To be fair, this has always been somewhat true. But historically, we relied on rough proxy metrics:
- Pull requests
- Lines of code
- Code reviews
- Commits
These weren’t perfect, but they worked because writing code was expensive. Engineers had to think carefully before committing code. The friction forced deliberation about whether something was actually worth building.
AI has fundamentally changed that equation.
Writing code is now cheap. Extremely cheap.
As a result, everyone (and their grandmother) can generate large volumes of code. The barrier to building something is no longer effort — it’s judgment.
And that’s where the real productivity problem begins.
Engineering leaders now need to understand which code actually drives business impact — and which doesn’t. More importantly, incentives need to be aligned so that both humans and AI focus on writing high-impact code.
One useful way to think about this is by categorizing the types of code being written:
1. Prototypes
There are good prototypes and bad prototypes.
Good prototypes are experiments. An engineer is testing a hypothesis and doing pathfinding that informs technical or product strategy. Even personal learning can be valuable if it generates new insight.
Bad prototypes are just token wastage.
Think: cloning some product with a one-line prompt, building something flashy, and then throwing it away without learning anything meaningful.
2. New Products / Features
This is the work that eventually reaches customers.
But code isn’t the main bottleneck here.

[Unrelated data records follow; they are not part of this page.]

//! Tag evaluation: from raw provider tags to TTL and protection metadata.

use chrono::{DateTime, Utc};
use tracing::warn;

use crate::provider::types::Tag;

/// Expiration metadata extracted from a resource's tags.
#[derive(Debug, Clone, PartialEq, Eq)]
pub struct EssentialTags {
    pub creation_date: Option<DateTime<Utc>>,
    /// TTL in seconds, zero when absent or unparsable.
    pub ttl: i64,
    /// Raw value of the TTL tag, if the tag is present.
    pub tag: Option<String>,
    pub is_protected: bool,
}

/// Converts raw provider tags into expiration metadata.
pub trait TagEvaluator: Send + Sync {
    fn evaluate(&self, tags: &[Tag], ttl_tag_name: &str) -> EssentialTags;
}

/// Default tag convention: TTL in seconds, RFC 3339 or unix creation date,
/// and a boolean protection tag.
#[derive(Debug, Clone)]
pub struct StandardTagEvaluator {
    pub protection_tag: String,
    pub creation_date_tag: String,
}

impl Default for StandardTagEvaluator {
    fn default() -> Self {
        Self {
            protection_tag: "do_not_delete".to_string(),
            creation_date_tag: "creationDate".to_string(),
        }
    }
}

impl StandardTagEvaluator {
    pub fn new(protection_tag: &str, creation_date_tag: &str) -> Self {
        Self {
            protection_tag: protection_tag.to_string(),
            creation_date_tag: creation_date_tag.to_string(),
        }
    }
}

fn find_tag<'a>(tags: &'a [Tag], key: &str) -> Option<&'a str> {
    tags.iter()
        .find(|t| t.key == key)
        .map(|t| t.value.trim())
}

fn parse_ttl(value: &str) -> Option<i64> {
    value.parse::<i64>().ok()
}

fn parse_creation_date(value: &str) -> Option<DateTime<Utc>> {
    if let Ok(date) = DateTime::parse_from_rfc3339(value) {
        return Some(date.with_timezone(&Utc));
    }
    value
        .parse::<i64>()
        .ok()
        .and_then(|secs| DateTime::from_timestamp(secs, 0))
}

fn is_truthy(value: &str) -> bool {
    matches!(value.to_ascii_lowercase().as_str(), "true" | "1" | "yes")
}

impl TagEvaluator for StandardTagEvaluator {
    fn evaluate(&self, tags: &[Tag], ttl_tag_name: &str) -> EssentialTags {
        let tag = find_tag(tags, ttl_tag_name).map(str::to_string);

        let ttl = match tag.as_deref() {
            Some(value) => parse_ttl(value).unwrap_or_else(|| {
                warn!(
                    event = "core.tags.ttl_parse_failed",
                    tag = ttl_tag_name,
                    value = value
                );
                0
            }),
            None => 0,
        };

        let creation_date = find_tag(tags, &self.creation_date_tag).and_then(|value| {
            let parsed = parse_creation_date(value);
            if parsed.is_none() {
                warn!(
                    event = "core.tags.creation_date_parse_failed",
                    tag = %self.creation_date_tag,
                    value = value
                );
            }
            parsed
        });

        let is_protected = find_tag(tags, &self.protection_tag).is_some_and(is_truthy);

        EssentialTags {
            creation_date,
            ttl,
            tag,
            is_protected,
        }
    }
}
pub mod errors;
pub mod inventory;
pub mod traits;
pub mod types;

// Public API exports
pub use errors::{InventoryError, ProviderError};
pub use inventory::{Inventory, InventoryProvider, ProviderCall};
pub use traits::NetworkProvider;
pub use types::{
    ACCEPTER_VPC_FILTER, DescribeQuery, Filter, REQUESTER_VPC_FILTER, RawResource, Tag,
    VPC_ID_FILTER,
};
use netsweep_core::init_logging;

mod app;
mod commands;

#[tokio::main]
async fn main() -> Result<(), Box<dyn std::error::Error>> {
    let app = app::build_cli();
    let matches = app.get_matches();

    // Logs are error-only unless --verbose
    let quiet = !matches.get_flag("verbose");
    init_logging(quiet);

    commands::run_command(&matches).await?;

    Ok(())
}
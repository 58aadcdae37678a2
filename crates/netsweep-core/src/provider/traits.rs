//! Provider trait definition.

use std::future::Future;

use crate::provider::errors::ProviderError;
use crate::provider::types::{DescribeQuery, RawResource};
use crate::resources::types::{ResourceKind, RouteDestination};

/// Black-box RPC surface of the cloud provider's networking API.
///
/// Implementations are stateless per call, so one handle is shared by every
/// sweep pass running at the same time.
pub trait NetworkProvider: Send + Sync {
    /// List resources of `kind` selected by `query`.
    fn describe(
        &self,
        kind: ResourceKind,
        query: &DescribeQuery,
    ) -> impl Future<Output = Result<Vec<RawResource>, ProviderError>> + Send;

    /// Request deletion of one resource.
    ///
    /// Acceptance is synchronous; NAT gateways keep reporting `deleting` for a
    /// while after the call returns.
    fn delete(
        &self,
        kind: ResourceKind,
        id: &str,
    ) -> impl Future<Output = Result<(), ProviderError>> + Send;

    fn disassociate_route_table(
        &self,
        association_id: &str,
    ) -> impl Future<Output = Result<(), ProviderError>> + Send;

    fn delete_route(
        &self,
        route_table_id: &str,
        destination: &RouteDestination,
    ) -> impl Future<Output = Result<(), ProviderError>> + Send;
}
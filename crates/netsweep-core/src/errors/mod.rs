use std::error::Error;

/// Base trait for all netsweep errors
pub trait NetsweepError: Error + Send + Sync + 'static {
    /// Error code for programmatic handling
    fn error_code(&self) -> &'static str;

    /// Whether this error should be logged as an error or warning
    fn is_user_error(&self) -> bool {
        false
    }
}

#[derive(Debug, thiserror::Error)]
pub enum ConfigError {
    #[error("Config file not found at '{path}'")]
    ConfigNotFound { path: String },

    #[error("Failed to parse config file '{path}': {message}")]
    ConfigParseError { path: String, message: String },

    #[error("Invalid configuration: {message}")]
    InvalidConfiguration { message: String },

    #[error("IO error reading config: {source}")]
    IoError {
        #[from]
        source: std::io::Error,
    },
}

impl NetsweepError for ConfigError {
    fn error_code(&self) -> &'static str {
        match self {
            ConfigError::ConfigNotFound { .. } => "CONFIG_NOT_FOUND",
            ConfigError::ConfigParseError { .. } => "CONFIG_PARSE_ERROR",
            ConfigError::InvalidConfiguration { .. } => "INVALID_CONFIGURATION",
            ConfigError::IoError { .. } => "CONFIG_IO_ERROR",
        }
    }

    fn is_user_error(&self) -> bool {
        matches!(
            self,
            ConfigError::ConfigParseError { .. } | ConfigError::InvalidConfiguration { .. }
        )
    }
}
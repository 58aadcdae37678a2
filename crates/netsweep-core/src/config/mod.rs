//! # Configuration System
//!
//! Hierarchical TOML configuration for netsweep.
//!
//! ## Configuration Hierarchy
//!
//! Configuration is loaded in the following order (later sources override earlier ones):
//! 1. **Hardcoded defaults** - Built-in fallback values
//! 2. **User config** - `~/.netsweep/config.toml` (global user preferences)
//! 3. **Project config** - `./.netsweep/config.toml` (project-specific overrides)
//! 4. **CLI arguments** - Command-line flags (highest priority)
//!
//! ## Loading Configuration
//!
//! ```rust,no_run
//! use netsweep_core::config::NetsweepConfig;
//!
//! fn example() -> Result<(), Box<dyn std::error::Error>> {
//!     let config = NetsweepConfig::load_hierarchy()?;
//!     config.validate()?;
//!     let options = config.sweep_options();
//!     println!("waiting up to {:?}", options.wait.max_wait);
//!     Ok(())
//! }
//! ```

pub mod defaults;
pub mod loading;
pub mod types;
pub mod validation;

// Public API exports
pub use types::{NetsweepConfig, SweepConfig, TagsConfig, WaitConfig};
pub use validation::validate_config;

impl NetsweepConfig {
    /// Load configuration from the hierarchy of config files, unvalidated.
    ///
    /// See [`loading::load_hierarchy`] for details.
    pub fn load_hierarchy() -> Result<Self, crate::errors::ConfigError> {
        loading::load_hierarchy()
    }

    /// Validate the configuration.
    ///
    /// See [`validation::validate_config`] for details.
    pub fn validate(&self) -> Result<(), crate::errors::ConfigError> {
        validation::validate_config(self)
    }
}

Other constraints dominate:
- Users have limited attention — you can’t spam features
- The feature must be financially viable
- It must integrate coherently with the rest of the product ecosystem
Feature velocity without product discipline creates noise, not value.
3. High-Value Fixes
These are small, targeted changes that move important business metrics:
- Revenue
- Cost efficiency
- User engagement
- Reliability
They often require a deep understanding of how multiple systems interact. Identifying these opportunities usually involves significant analysis and experience.
Ironically, these changes may involve very little code but very high impact.
4. Low-Value Fixes
Every engineering team accumulates long-tail issues: minor bugs, small annoyances, edge cases.
There can easily be dozens or hundreds of these. Many never get fixed — and often for good reason.
5. Refactors / Migrations
This is the cost of operating software systems.
Dependencies evolve, infrastructure changes, and migrations are necessary to keep the system healthy. Sometimes straightforward. Sometimes painful.
But unavoidable.
Here’s the problem:
A huge portion of AI-generated code today falls into Category 1 (prototypes) and Category 4 (low-value fixes).
If organizations aren’t careful, they will optimize for code volume instead of business impact.
What we actually need is the opposite:
- More Category 2 (new products/features)
- More Category 3 (high-value fixes)
- Better Category 1 prototypes that produce meaningful pathfinding
And far less noise.
As token usage (and AI infrastructure costs) continue to rise, observability into where those tokens translate into business impact becomes essential.
Without that visibility, organizations will continue celebrating their “AI-native transformation” while quietly wondering:
Why are our AI costs exploding… but the business isn’t moving?